Monday, July 30, 2012

How is Willy a (tragic) hero that goes through the 12 stages of a hero's journey? When compared to Hamlet, he does not seem to be a hero at all.

Willy Loman is a modern hero whose course of action differs somewhat from that of the classical tragic hero. On his journey, he makes many missteps, either through having the right goal but choosing the wrong action by which to achieve it or just plain doing the wrong thing altogether. It is through his wife, Linda, that we see many of Willy’s positive characteristics, some of which he had long ago set aside. The words Arthur Miller gives her (“Attention must finally be paid to such a person!”) enforce the idea of Willy’s greater significance.
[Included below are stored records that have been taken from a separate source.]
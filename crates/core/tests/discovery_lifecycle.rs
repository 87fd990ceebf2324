//! Discovery run integration tests.
//!
//! These tests drive complete runs through the state machine with a mock
//! candidate source: classification, targeted collection, fallback,
//! cross-phase dedup and final ranking.

use std::sync::Arc;

use pricescout_core::testing::{fixtures, MockCandidateSource};
use pricescout_core::{
    DiscoveryConfig, DiscoveryEngine, DiscoveryPhase, FailureKind, SearchRequest, SourceError,
    StockStatus,
};

fn test_config() -> DiscoveryConfig {
    DiscoveryConfig {
        query_variants: vec!["{query}".to_string(), "giá rẻ nhất {query}".to_string()],
        run_deadline_secs: 10,
        fetch_timeout_secs: 5,
        classifier_snippets: 10,
    }
}

fn make_engine(source: Arc<MockCandidateSource>) -> DiscoveryEngine {
    DiscoveryEngine::new(source, fixtures::test_catalog(), test_config())
}

fn request(query: &str, limit: usize) -> SearchRequest {
    SearchRequest {
        query: query.to_string(),
        limit,
    }
}

#[tokio::test]
async fn test_cheapest_in_stock_offers_win() {
    let source = Arc::new(MockCandidateSource::new());
    source
        .set_phase_results(
            DiscoveryPhase::BroadDiscovery,
            vec![
                fixtures::in_stock_candidate(
                    "Lenovo ThinkPad X115",
                    "15.000.000₫",
                    "https://alpha.vn/p/x115",
                ),
                fixtures::in_stock_candidate(
                    "Lenovo ThinkPad X115 bản mới",
                    "14.500.000₫",
                    "https://beta.vn/p/x115",
                ),
                fixtures::out_of_stock_candidate(
                    "HP ProBook Y230",
                    "9.000.000₫",
                    "https://gamma.vn/p/y230",
                ),
            ],
        )
        .await;
    source
        .set_phase_results(DiscoveryPhase::TargetedCollection, vec![])
        .await;

    let engine = make_engine(Arc::clone(&source));
    let report = engine.run(&request("thinkpad x115", 2)).await;

    // The two in-stock X115 offers are distinct entries (different
    // retailers) sorted by price; the cheaper out-of-stock Y230 is
    // excluded because the in-stock set already fills the limit.
    assert_eq!(report.products.len(), 2);
    assert_eq!(report.products[0].retailer, "Beta");
    assert_eq!(report.products[0].price_vnd, 14_500_000);
    assert_eq!(report.products[1].retailer, "Alpha");
    assert_eq!(report.products[1].price_vnd, 15_000_000);

    assert_eq!(report.state.phase, DiscoveryPhase::Done);
    assert_eq!(report.state.candidate_count, 3);
    assert!(report.state.errors.is_empty());

    // Enough candidates after the first variant: the second one never ran.
    let targeted = source
        .tasks_for_phase(DiscoveryPhase::TargetedCollection)
        .await;
    assert_eq!(targeted.len(), 3);
}

#[tokio::test]
async fn test_blocked_broad_discovery_falls_back_to_direct_search() {
    let source = Arc::new(MockCandidateSource::new());
    source
        .set_task_handler(|task| match task.phase {
            DiscoveryPhase::BroadDiscovery => {
                Some(Err(SourceError::Blocked("reCAPTCHA challenge".to_string())))
            }
            DiscoveryPhase::FallbackDirectSearch
                if task.retailer_scope.as_deref() == Some("Alpha") =>
            {
                Some(Ok(vec![fixtures::in_stock_candidate(
                    "Dell Latitude E7440 cũ",
                    "8.500.000đ",
                    "https://alpha.vn/p/e7440",
                )]))
            }
            _ => Some(Ok(vec![])),
        })
        .await;

    let engine = make_engine(Arc::clone(&source));
    let report = engine.run(&request("latitude e7440", 2)).await;

    // No retry of the blocked phase, no targeted collection at all.
    assert_eq!(
        source.tasks_for_phase(DiscoveryPhase::BroadDiscovery).await.len(),
        1
    );
    assert!(source
        .tasks_for_phase(DiscoveryPhase::TargetedCollection)
        .await
        .is_empty());

    // Direct search hit the whole combined universe with locators.
    let fallback = source
        .tasks_for_phase(DiscoveryPhase::FallbackDirectSearch)
        .await;
    assert_eq!(fallback.len(), 3);
    assert!(fallback.iter().all(|t| t.task.locator.is_some()));

    // Exactly one blocked entry in the trail; the run itself succeeded.
    assert_eq!(report.state.phase, DiscoveryPhase::Done);
    assert_eq!(report.state.errors.len(), 1);
    assert_eq!(report.state.errors[0].kind, FailureKind::Blocked);
    assert_eq!(
        report.state.errors[0].phase,
        DiscoveryPhase::BroadDiscovery
    );

    assert_eq!(report.products.len(), 1);
    assert_eq!(report.products[0].retailer, "Alpha");
    assert_eq!(report.products[0].price_vnd, 8_500_000);
}

#[tokio::test]
async fn test_degrades_to_out_of_stock_when_nothing_confirmed() {
    let source = Arc::new(MockCandidateSource::new());
    source
        .set_phase_results(
            DiscoveryPhase::BroadDiscovery,
            vec![
                fixtures::out_of_stock_candidate(
                    "Asus Vivobook X515",
                    "12.000.000",
                    "https://alpha.vn/p/x515",
                ),
                fixtures::out_of_stock_candidate(
                    "Asus Vivobook X515 i5",
                    "11.000.000",
                    "https://beta.vn/p/x515",
                ),
                fixtures::out_of_stock_candidate(
                    "Asus Vivobook X515 i7",
                    "13.500.000",
                    "https://gamma.vn/p/x515",
                ),
            ],
        )
        .await;
    source
        .set_phase_results(DiscoveryPhase::TargetedCollection, vec![])
        .await;

    let engine = make_engine(source);
    let report = engine.run(&request("vivobook x515", 2)).await;

    assert_eq!(report.products.len(), 2);
    assert!(report
        .products
        .iter()
        .all(|o| o.stock_status == StockStatus::OutOfStock));
    assert_eq!(report.products[0].price_vnd, 11_000_000);
    assert_eq!(report.products[1].price_vnd, 12_000_000);
}

#[tokio::test]
async fn test_zero_candidates_is_a_successful_empty_run() {
    let source = Arc::new(MockCandidateSource::new());
    // Every phase answers, but with nothing.
    let engine = make_engine(Arc::clone(&source));
    let report = engine.run(&request("something nobody sells", 4)).await;

    assert!(report.products.is_empty());
    assert_eq!(report.state.candidate_count, 0);
    assert_eq!(report.state.phase, DiscoveryPhase::Done);

    // Empty broad discovery is recorded as inconclusive and the run
    // proceeded straight to direct search.
    assert_eq!(report.state.errors[0].kind, FailureKind::Inconclusive);
    assert_eq!(
        source
            .tasks_for_phase(DiscoveryPhase::FallbackDirectSearch)
            .await
            .len(),
        3
    );
}

#[tokio::test]
async fn test_dedup_keeps_cheapest_across_phases() {
    let source = Arc::new(MockCandidateSource::new());
    source
        .set_task_handler(|task| match task.phase {
            DiscoveryPhase::BroadDiscovery => Some(Ok(vec![fixtures::in_stock_candidate(
                "Lenovo ThinkPad X115",
                "15.500.000",
                "https://alpha.vn/p/x115",
            )])),
            DiscoveryPhase::FallbackDirectSearch
                if task.retailer_scope.as_deref() == Some("Alpha") =>
            {
                Some(Ok(vec![fixtures::in_stock_candidate(
                    "Lenovo ThinkPad X115 khuyến mãi",
                    "14.000.000",
                    "https://alpha.vn/p/x115-sale",
                )]))
            }
            _ => Some(Ok(vec![])),
        })
        .await;

    let engine = make_engine(source);
    // Limit above what broad+targeted deliver, forcing the fallback phase.
    let report = engine.run(&request("thinkpad x115", 2)).await;

    // Same (retailer, model) identity: one offer, minimum observed price.
    assert_eq!(report.state.candidate_count, 1);
    assert_eq!(report.products.len(), 1);
    assert_eq!(report.products[0].price_vnd, 14_000_000);
    assert_eq!(report.products[0].model_or_sku, "X115");
}

#[tokio::test]
async fn test_category_steers_targeted_universe() {
    let source = Arc::new(MockCandidateSource::new());
    source
        .set_phase_results(
            DiscoveryPhase::BroadDiscovery,
            vec![fixtures::in_stock_candidate(
                "Laptop Dell Inspiron N3520 chính hãng",
                "10.000.000",
                "https://alpha.vn/p/n3520",
            )],
        )
        .await;
    source
        .set_phase_results(DiscoveryPhase::TargetedCollection, vec![])
        .await;
    source
        .set_phase_results(DiscoveryPhase::FallbackDirectSearch, vec![])
        .await;

    let engine = make_engine(Arc::clone(&source));
    let report = engine.run(&request("inspiron n3520", 5)).await;

    // The snippet said "Laptop": targeted collection only consulted the
    // laptop retailers, while fallback widened to the full universe.
    let targeted = source
        .tasks_for_phase(DiscoveryPhase::TargetedCollection)
        .await;
    let scopes: std::collections::HashSet<String> = targeted
        .iter()
        .filter_map(|t| t.task.retailer_scope.clone())
        .collect();
    let expected: std::collections::HashSet<String> =
        ["Alpha", "Beta"].iter().map(|s| s.to_string()).collect();
    assert_eq!(scopes, expected);

    // Both query variants ran (shortfall never resolved).
    let queries: std::collections::HashSet<_> =
        targeted.iter().map(|t| t.task.query_text.clone()).collect();
    assert!(queries.contains("inspiron n3520"));
    assert!(queries.contains("giá rẻ nhất inspiron n3520"));

    let fallback_scopes: std::collections::HashSet<_> = source
        .tasks_for_phase(DiscoveryPhase::FallbackDirectSearch)
        .await
        .iter()
        .filter_map(|t| t.task.retailer_scope.clone())
        .collect();
    assert_eq!(fallback_scopes.len(), 3);

    assert_eq!(report.products.len(), 1);
}

#[tokio::test]
async fn test_expired_deadline_drops_fetches_without_calling_source() {
    let source = Arc::new(MockCandidateSource::new());
    let config = DiscoveryConfig {
        run_deadline_secs: 0,
        ..test_config()
    };
    let engine = DiscoveryEngine::new(source.clone(), fixtures::test_catalog(), config);

    let report = engine.run(&request("anything", 2)).await;

    assert!(report.products.is_empty());
    assert_eq!(source.task_count().await, 0);
    assert!(report
        .state
        .errors
        .iter()
        .all(|e| e.kind == FailureKind::Timeout));
    assert_eq!(report.state.phase, DiscoveryPhase::Done);
}

#[tokio::test]
async fn test_single_retailer_failure_leaves_others_unaffected() {
    let source = Arc::new(MockCandidateSource::new());
    source
        .set_task_handler(|task| match task.phase {
            DiscoveryPhase::BroadDiscovery => Some(Ok(vec![fixtures::in_stock_candidate(
                "Laptop HP Pavilion X360",
                "13.000.000",
                "https://alpha.vn/p/x360",
            )])),
            DiscoveryPhase::TargetedCollection
                if task.retailer_scope.as_deref() == Some("Beta") =>
            {
                Some(Err(SourceError::ConnectionFailed("refused".to_string())))
            }
            DiscoveryPhase::TargetedCollection
                if task.retailer_scope.as_deref() == Some("Alpha") =>
            {
                Some(Ok(vec![fixtures::in_stock_candidate(
                    "Laptop HP Pavilion X360 giá sốc",
                    "12.500.000",
                    "https://alpha.vn/p/x360-2",
                )]))
            }
            _ => Some(Ok(vec![])),
        })
        .await;

    let engine = make_engine(source);
    let report = engine.run(&request("pavilion x360", 1)).await;

    // Beta's failures are in the trail; Alpha's cheaper offer still won.
    assert!(report
        .state
        .errors
        .iter()
        .any(|e| e.retailer.as_deref() == Some("Beta")));
    assert_eq!(report.products.len(), 1);
    assert_eq!(report.products[0].price_vnd, 12_500_000);
}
It could be possible to trace 12 discrete stages of Willy’s journey if one began at a point in his life earlier than the action of the play. As the title indicates, the play is concerned with the end of his life, but flashbacks and the other characters’s dialogues fill in the gaps.
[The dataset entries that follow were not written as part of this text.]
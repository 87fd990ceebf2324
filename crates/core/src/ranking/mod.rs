//! Final offer ranking and selection.
//!
//! Confirmed in-stock offers always outrank unconfirmed ones; within a
//! class, cheaper wins. The output ordering depends only on price and
//! stock priority, never on fetch arrival order (ties fall back to
//! registry insertion order, which replacement preserves).

use crate::normalize::NormalizedOffer;

/// Select the top-`limit` cheapest offers.
///
/// Partition into confirmed-in-stock and not-confirmed (out-of-stock or
/// unknown). If any offer is confirmed in stock, the result comes entirely
/// from that set; otherwise entirely from the not-confirmed set, sorted
/// ascending by price either way. Both sets empty yields an empty result,
/// which is a valid outcome rather than an error.
pub fn select_cheapest(offers: Vec<NormalizedOffer>, limit: usize) -> Vec<NormalizedOffer> {
    let (in_stock, not_confirmed): (Vec<_>, Vec<_>) = offers
        .into_iter()
        .partition(|o| o.stock_status.is_confirmed_in_stock());

    let mut pool = if in_stock.is_empty() {
        not_confirmed
    } else {
        in_stock
    };

    // Stable sort: equal prices keep their insertion order.
    pool.sort_by_key(|o| o.price_vnd);
    pool.truncate(limit);
    pool
}
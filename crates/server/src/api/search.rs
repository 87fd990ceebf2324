//! Discovery API handler.

use std::sync::Arc;

use axum::{extract::State, http::StatusCode, response::IntoResponse, Json};
use serde::{Deserialize, Serialize};
use tracing::error;

use pricescout_core::{
    Category, DiscoveryFailure, DiscoveryReport, NormalizedOffer, SearchRequest,
};

use crate::metrics::HTTP_REQUESTS_TOTAL;
use crate::state::AppState;

// ============================================================================
// Request/Response types
// ============================================================================

#[derive(Debug, Deserialize)]
pub struct SearchBody {
    pub query: String,
    #[serde(default = "default_limit")]
    pub limit: usize,
}

fn default_limit() -> usize {
    4
}

#[derive(Debug, Serialize)]
pub struct SearchResponse {
    pub run_id: String,
    pub query: String,
    pub category: Category,
    /// Ranked cheapest offers. An empty array is a valid success.
    pub products: Vec<NormalizedOffer>,
    pub candidate_count: usize,
    pub parse_failures: u32,
    #[serde(skip_serializing_if = "Vec::is_empty")]
    pub errors: Vec<DiscoveryFailure>,
    pub duration_ms: u64,
}

impl From<DiscoveryReport> for SearchResponse {
    fn from(report: DiscoveryReport) -> Self {
        Self {
            run_id: report.run_id,
            query: report.query,
            category: report.state.category,
            products: report.products,
            candidate_count: report.state.candidate_count,
            parse_failures: report.parse_failures,
            errors: report.state.errors,
            duration_ms: report.duration_ms,
        }
    }
}

#[derive(Debug, Serialize)]
pub struct ErrorResponse {
    pub error: String,
}

fn error_response(status: StatusCode, message: impl Into<String>) -> axum::response::Response {
    HTTP_REQUESTS_TOTAL
        .with_label_values(&["/api/v1/search", status.as_str()])
        .inc();
    (
        status,
        Json(ErrorResponse {
            error: message.into(),
        }),
    )
        .into_response()
}

// ============================================================================
// Handlers
// ============================================================================

/// `POST /api/v1/search` - find the top-K cheapest offers for a query.
pub async fn search(
    State(state): State<Arc<AppState>>,
    Json(body): Json<SearchBody>,
) -> axum::response::Response {
    if body.query.trim().is_empty() {
        return error_response(StatusCode::BAD_REQUEST, "query cannot be empty");
    }
    if body.limit == 0 {
        return error_response(StatusCode::BAD_REQUEST, "limit must be positive");
    }

    let Some(engine) = state.engine() else {
        return error_response(
            StatusCode::SERVICE_UNAVAILABLE,
            "no candidate source configured",
        );
    };

    let request = SearchRequest {
        query: body.query.trim().to_string(),
        limit: body.limit,
    };
    let report = engine.run(&request).await;

    // Persistence is the one failure that escalates to the caller; the
    // discovery result itself is degraded-but-successful by design.
    if let Err(e) = state.store().save_batch(&report.query, &report.products) {
        error!(query = %report.query, error = %e, "Failed to persist offer batch");
        return error_response(
            StatusCode::INTERNAL_SERVER_ERROR,
            format!("failed to persist offers: {e}"),
        );
    }

    HTTP_REQUESTS_TOTAL
        .with_label_values(&["/api/v1/search", "200"])
        .inc();
    Json(SearchResponse::from(report)).into_response()
}
//! Prometheus metrics endpoint support.

use once_cell::sync::Lazy;
use prometheus::{Encoder, IntCounterVec, Opts, Registry, TextEncoder};

/// Global metrics registry, carrying the engine metrics plus HTTP counters.
pub static REGISTRY: Lazy<Registry> = Lazy::new(|| {
    let registry = Registry::new();
    pricescout_core::metrics::register_metrics(&registry);
    let _ = registry.register(Box::new(HTTP_REQUESTS_TOTAL.clone()));
    registry
});

/// HTTP requests total count.
pub static HTTP_REQUESTS_TOTAL: Lazy<IntCounterVec> = Lazy::new(|| {
    IntCounterVec::new(
        Opts::new("pricescout_http_requests_total", "Total HTTP requests"),
        &["path", "status"],
    )
    .unwrap()
});

/// Encode the registry in the Prometheus text format.
pub fn encode() -> String {
    let encoder = TextEncoder::new();
    let mut buffer = Vec::new();
    if encoder.encode(&REGISTRY.gather(), &mut buffer).is_err() {
        return String::new();
    }
    String::from_utf8(buffer).unwrap_or_default()
}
Turning again to Linda’s words, we find mentions of some of his heroic acts, trying to help his sons. In his younger days, he had some success in sales: “He used to be able to make six, seven calls a day in Boston.” Although he no longer does so, he tries harder and travels farther, despite the frequent futility: “He drives seven hundred miles, and when he gets there no one knows him anymore, no one welcomes him.” Angry with the boys for attacking him, she demands: “And you tell me he has no character? The man who never worked a day but for your benefit?” Willy’s efforts to help his sons have largely gone unrewarded: “When does he get the medal for that?”
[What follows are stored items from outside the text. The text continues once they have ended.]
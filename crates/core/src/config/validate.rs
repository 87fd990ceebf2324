use super::{types::Config, ConfigError, SourceBackend};

/// Validate configuration
/// Currently validates:
/// - Server port is not 0
/// - Extractor backend has its config section and a URL
/// - Discovery deadlines are positive and at least one query variant exists
/// - Catalog overrides name every retailer and templates carry `{query}`
pub fn validate_config(config: &Config) -> Result<(), ConfigError> {
    // Server validation
    if config.server.port == 0 {
        return Err(ConfigError::ValidationError(
            "server.port cannot be 0".to_string(),
        ));
    }

    // Source validation
    if let Some(source) = &config.source {
        match source.backend {
            SourceBackend::Extractor => {
                let Some(extractor) = &source.extractor else {
                    return Err(ConfigError::ValidationError(
                        "source.extractor section required for extractor backend".to_string(),
                    ));
                };
                if extractor.url.is_empty() {
                    return Err(ConfigError::ValidationError(
                        "source.extractor.url cannot be empty".to_string(),
                    ));
                }
            }
        }
    }

    // Discovery validation
    if config.discovery.run_deadline_secs == 0 {
        return Err(ConfigError::ValidationError(
            "discovery.run_deadline_secs must be positive".to_string(),
        ));
    }
    if config.discovery.fetch_timeout_secs == 0 {
        return Err(ConfigError::ValidationError(
            "discovery.fetch_timeout_secs must be positive".to_string(),
        ));
    }
    if config.discovery.query_variants.is_empty() {
        return Err(ConfigError::ValidationError(
            "discovery.query_variants cannot be empty".to_string(),
        ));
    }

    // Catalog validation
    if let Some(catalog) = &config.catalog {
        for entry in catalog.entries() {
            if entry.name.is_empty() {
                return Err(ConfigError::ValidationError(
                    "catalog entries must have a name".to_string(),
                ));
            }
            if let Some(template) = &entry.search_template {
                if !template.contains("{query}") {
                    return Err(ConfigError::ValidationError(format!(
                        "search template for {} is missing the {{query}} placeholder",
                        entry.name
                    )));
                }
            }
        }
    }

    Ok(())
}
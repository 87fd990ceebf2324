//! Shared text folding for lexicon matching.
//!
//! Vietnamese retail text mixes diacritics freely ("Máy chủ", "máy chu",
//! "MAY CHU"). Matching happens on a folded form: lowercase with Vietnamese
//! diacritics stripped to their base letters.

/// Fold text to lowercase ASCII-ish form for keyword matching.
///
/// Only Vietnamese letters are folded; other characters pass through
/// lowercased and unchanged.
pub fn fold(text: &str) -> String {
    text.chars()
        .flat_map(char::to_lowercase)
        .map(fold_char)
        .collect()
}

fn fold_char(c: char) -> char {
    match c {
        'à' | 'á' | 'ả' | 'ã' | 'ạ' | 'ă' | 'ằ' | 'ắ' | 'ẳ' | 'ẵ' | 'ặ' | 'â' | 'ầ' | 'ấ'
        | 'ẩ' | 'ẫ' | 'ậ' => 'a',
        'è' | 'é' | 'ẻ' | 'ẽ' | 'ẹ' | 'ê' | 'ề' | 'ế' | 'ể' | 'ễ' | 'ệ' => 'e',
        'ì' | 'í' | 'ỉ' | 'ĩ' | 'ị' => 'i',
        'ò' | 'ó' | 'ỏ' | 'õ' | 'ọ' | 'ô' | 'ồ' | 'ố' | 'ổ' | 'ỗ' | 'ộ' | 'ơ' | 'ờ' | 'ớ'
        | 'ở' | 'ỡ' | 'ợ' => 'o',
        'ù' | 'ú' | 'ủ' | 'ũ' | 'ụ' | 'ư' | 'ừ' | 'ứ' | 'ử' | 'ữ' | 'ự' => 'u',
        'ỳ' | 'ý' | 'ỷ' | 'ỹ' | 'ỵ' => 'y',
        'đ' => 'd',
        other => other,
    }
}

#[cfg(test)]
mod tests {
    use super::*;

    #[test]
    fn test_fold_vietnamese_phrases() {
        assert_eq!(fold("Máy chủ"), "may chu");
        assert_eq!(fold("Còn hàng"), "con hang");
        assert_eq!(fold("Hết hàng"), "het hang");
        assert_eq!(fold("Điện Máy Xanh"), "dien may xanh");
    }

    #[test]
    fn test_fold_is_lowercase() {
        assert_eq!(fold("LAPTOP Dell"), "laptop dell");
    }

    #[test]
    fn test_fold_leaves_ascii_unchanged() {
        assert_eq!(fold("ThinkPad T14s Gen 2"), "thinkpad t14s gen 2");
    }
}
Each reader or viewer can decide if his last actions are heroic—if he gets a medal—given that his motive was to provide for his family. The 11th stage, resurrection or the encounter with death, is certainly represented. Is the final stage of the return, coming home a changed person, depicted here? Perhaps in the attitudes of his sons, which we are led to think may have changed, Willy finds completion after death, though it had escaped him in life.
Soon after writing the play, Arthur Miller explored precisely this topic in the article "Tragedy and the Common Man" (1949). Aiming to portray the common man as a tragic hero, Miller believed that

. . . the tragic feeling is evoked in us when we are in the presence of a character who is ready to lay down his life, if need be, to secure one thing--his sense of personal dignity.